This is what the Second Vatican Council affirmed: “All men form but one community. This is so because all stem from the one stock which God created to people the entire earth” (Declaration on the Relation of the Church to Non-Christian Religions, Nostra Aetate, no. 1).

The Church, the Council stated further, “is in the nature of sacrament — a sign and instrument, that is, of communion with God and of unity among all men” (Constitution, Lumen Gentium, no. 1).

It is therefore fundamentally important — although they are scattered across the world and thus have different cultures and traditions — that Christians be one, as the Lord desired.

This is the aim of the “Week of Prayer for Christian Unity” that will take place in the next few days, from 18 to 25 January. This year it is inspired by a passage from the Acts of the Apostles: “They devoted themselves to the Apostles’ teaching and fellowship, to the breaking of bread and the prayers” (Acts 2:42).

The Octave for Christian Unity is preceded, tomorrow, by the Day for Jewish-Christian Dialogue. This significant juxtaposition calls to mind the importance of the common roots that unite Jews and Christians.

As we address the prayer of the Angelus to the Virgin Mary, let us entrust to her protection all migrants and all those who are dedicated to pastoral work among them.

May Mary, Mother of the Church also obtain for us that we may progress on our journey towards the full communion of all Christ’s disciples.


BENEDICT XVI

ANGELUS

St. Peter’s Square, Sunday, 15 January 2012

 Dear Brothers and Sisters,

The theme of vocation stands out in the biblical Readings of this Sunday — the Second in Ordinary Time. In the Gospel there is call to the first disciples by Jesus; in the First Reading is the call of the Prophet Samuel. In the forefront of both these accounts is the importance of the figure who plays the role of mediator, helping people to recognize God’s voice and to follow it.

In Samuel’s case it was Eli, a priest of the Temple of Shiloh where the Ark of the Covenant had formerly been kept, before it was taken to Jerusalem. One night, while he was asleep, Samuel, who was still a boy and had lived ministering in the temple since infancy, heard his name called three times and ran to Eli. But it was not Eli who had called him. The third time Eli understood and said to Samuel: “if he calls you, you shall say, ‘speak Lord, for your servant hears’” (1 Sam 3:9). So it came to pass and from that time Samuel learned to recognize God’s words and became his faithful prophet.

In the case of Jesus’ disciples, the mediator is John the Baptist.
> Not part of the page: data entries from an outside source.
//! Sort contracts between the sum and running-max stages.

use crate::domain::GroupSum;
use serde::{Deserialize, Serialize};
use std::collections::HashSet;

/// Which key the shuffle in front of the running-max stage sorts by.
///
/// Both orders keep every super-key contiguous. They differ in which group
/// opens a run: `Full` puts the lexicographically smallest sub-key first,
/// `Super` keeps the arrival order of groups inside a super-key.
#[derive(Debug, Clone, Copy, PartialEq, Eq, Default, Serialize, Deserialize)]
#[serde(rename_all = "lowercase")]
pub enum SortKey {
    /// Sort by the full `super#sub` key.
    #[default]
    Full,
    /// Stable sort by the super-key only.
    Super,
}

impl SortKey {
    /// The part of a group key this order compares.
    pub fn key_of(self, sum: &GroupSum) -> &str {
        match self {
            SortKey::Full => sum.group_key.as_str(),
            SortKey::Super => sum.group_key.super_key(),
        }
    }
}

/// Sort group sums for the running-max stage. The sort is stable, so under
/// [`SortKey::Super`] groups keep their incoming order within a super-key.
pub fn sort_group_sums(sums: &mut [GroupSum], sort_key: SortKey) {
    sums.sort_by(|a, b| sort_key.key_of(a).cmp(sort_key.key_of(b)));
}

/// Returns false if any super-key reappears after its run has ended.
pub fn is_run_contiguous(sums: &[GroupSum]) -> bool {
    let mut closed: HashSet<&str> = HashSet::new();
    let mut current: Option<&str> = None;

    for sum in sums {
        let key = sum.group_key.super_key();
        if current == Some(key) {
            continue;
        }
        if closed.contains(key) {
            return false;
        }
        if let Some(previous) = current {
            closed.insert(previous);
        }
        current = Some(key);
    }
    true
}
John, in fact, had a vast circle of disciples among whom were also the two pairs of brothers, Simon and Andrew, and John and James, fishermen from Galilee. It was to two of them that the Baptist pointed out Jesus the day after his Baptism in the River Jordan. He pointed Jesus out to them saying: “Behold, the Lamb of God” (Jn 1:36), which is equivalent to saying: “Behold, the Messiah.”

And the two disciples followed Jesus, spent some time with him and became convinced that he truly was the Christ. They immediately told the others, and in this way the first nucleus of what was to become the College of the Apostles was created.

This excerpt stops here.